This effectively cleaned the capsule pulp database and resynchronized the content as a fresh installation. The previously empty /var/lib/pulp/content started to get filled with the data again after that.

Comment 8 Alexander Braverman 2015-11-09 13:22:01 UTC

The sync finished successfully and looks like the kickstart was published.
However, the error appeared again during the sync in /var/log/messages:

Nov  9 12:03:46 capsule-ops pulp: pulp.server.managers.repo.publish:INFO: publish failed for repo [RHEVM-Production-Baremetal_Slave] with distributor ID [RHEVM-Production-Baremetal_Slave]

How this error affects the sync process?

Comment 12 Michael Hrivnak 2015-12-11 16:49:05 UTC

This is the first I've seen this bug report, so I don't have an update.
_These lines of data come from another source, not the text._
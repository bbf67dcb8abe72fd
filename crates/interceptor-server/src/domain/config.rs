//! Server configuration types.
//!
//! [`ServerConfig`] is assembled once in `main.rs` from the settings file and
//! the command line, then split up: the listener takes the address, the
//! credential loader takes the path, and every dispatcher shares the
//! [`ResponseMessages`].

use std::net::SocketAddr;
use std::path::PathBuf;

pub const DEFAULT_BIND_MESSAGE: &str = "bind processed by ldap-interceptor";
pub const DEFAULT_SEARCH_MESSAGE: &str = "search processed by ldap-interceptor";

/// Diagnostic text attached to bind and search-done responses.
///
/// Every other response carries an empty diagnostic message.
#[derive(Debug, Clone, PartialEq, Eq)]
pub struct ResponseMessages {
    pub bind: String,
    pub search: String,
}

impl Default for ResponseMessages {
    fn default() -> Self {
        Self {
            bind: DEFAULT_BIND_MESSAGE.to_string(),
            search: DEFAULT_SEARCH_MESSAGE.to_string(),
        }
    }
}

/// All runtime configuration for the interceptor.
#[derive(Debug, Clone, PartialEq)]
pub struct ServerConfig {
    /// Address the LDAP listener binds to.
    pub bind_addr: SocketAddr,

    /// JSON credential source loaded into the in-memory backend at startup.
    pub credentials_path: PathBuf,

    pub responses: ResponseMessages,

    /// Fallback `tracing` filter used when `RUST_LOG` is unset.
    pub log_level: String,
}

// ── Tests ─────────────────────────────────────────────────────────────────────
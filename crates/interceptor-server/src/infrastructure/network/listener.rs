//! LDAP listener: accept loop and per-connection task management.
//!
//! Every accepted connection is handed to its own Tokio task together with a
//! clone of the [`ConnectionFactory`]; the loop itself never waits on a
//! client.  Shutdown is driven by a shared `AtomicBool` that `main.rs` clears
//! on Ctrl+C.  `accept()` runs under a 200 ms timeout so the flag is checked
//! even when nobody is connecting.  Sessions already running are left to
//! finish on their own.

use std::net::SocketAddr;
use std::sync::{
    atomic::{AtomicBool, Ordering},
    Arc,
};
use std::time::Duration;

use anyhow::Context;
use tokio::net::TcpListener;
use tokio::time::timeout;
use tracing::{error, info};

use crate::application::connection_factory::ConnectionFactory;
use crate::infrastructure::network::session::handle_connection;

/// How often the accept loop re-checks the shutdown flag.
const ACCEPT_POLL_INTERVAL: Duration = Duration::from_millis(200);

/// A bound LDAP listening socket.
pub struct LdapListener {
    listener: TcpListener,
    local_addr: SocketAddr,
}

impl LdapListener {
    /// Binds `addr`.  Port `0` picks a free port; see [`Self::local_addr`].
    ///
    /// # Errors
    ///
    /// Returns an error if the port is in use or the process lacks permission
    /// to bind it.
    pub async fn bind(addr: SocketAddr) -> anyhow::Result<Self> {
        let listener = TcpListener::bind(addr)
            .await
            .with_context(|| format!("failed to bind LDAP listener on {addr}"))?;
        let local_addr = listener
            .local_addr()
            .context("failed to read LDAP listener address")?;
        Ok(Self {
            listener,
            local_addr,
        })
    }

    pub fn local_addr(&self) -> SocketAddr {
        self.local_addr
    }

    /// Accepts connections until `running` is cleared.
    pub async fn serve(self, factory: ConnectionFactory, running: Arc<AtomicBool>) -> anyhow::Result<()> {
        loop {
            if !running.load(Ordering::Relaxed) {
                info!("shutdown flag set; stopping accept loop");
                break;
            }

            match timeout(ACCEPT_POLL_INTERVAL, self.listener.accept()).await {
                Ok(Ok((stream, peer))) => {
                    let factory = factory.clone();
                    tokio::spawn(async move {
                        handle_connection(stream, peer, factory).await;
                    });
                }
                Ok(Err(e)) => {
                    // Transient (e.g. out of file descriptors); keep serving.
                    error!("accept error: {e}");
                }
                Err(_) => {}
            }
        }

        Ok(())
    }
}

/// Binds `bind_addr`, announces it, and serves until `running` is cleared.
///
/// # Errors
///
/// Returns an error if the listener cannot be bound.
pub async fn run_server(
    bind_addr: SocketAddr,
    factory: ConnectionFactory,
    running: Arc<AtomicBool>,
) -> anyhow::Result<()> {
    let listener = LdapListener::bind(bind_addr).await?;
    info!("now intercepting LDAP traffic on {}", listener.local_addr());
    listener.serve(factory, running).await
}

// ── Tests ─────────────────────────────────────────────────────────────────────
But looking at it now, based on the pastebin in comment #5, it appears to be a duplicate of https://bugzilla.redhat.com/show_bug.cgi?id=1285830

Comment 13 Bryan Kearney 2015-12-11 17:28:34 UTC

*** Bug 1285830 has been marked as a duplicate of this bug. ***

Comment 14 Bryan Kearney 2015-12-11 17:29:26 UTC

Lots of info in https://bugzilla.redhat.com/show_bug.cgi?id=1285830, please go check it out.

Comment 15 Alexander Braverman 2015-12-13 06:40:12 UTC

I don't have access to BZ 1285830

Comment 17 jnikolak 2015-12-29 23:10:44 UTC

Customer able to resolve this issue on another case using the workaround.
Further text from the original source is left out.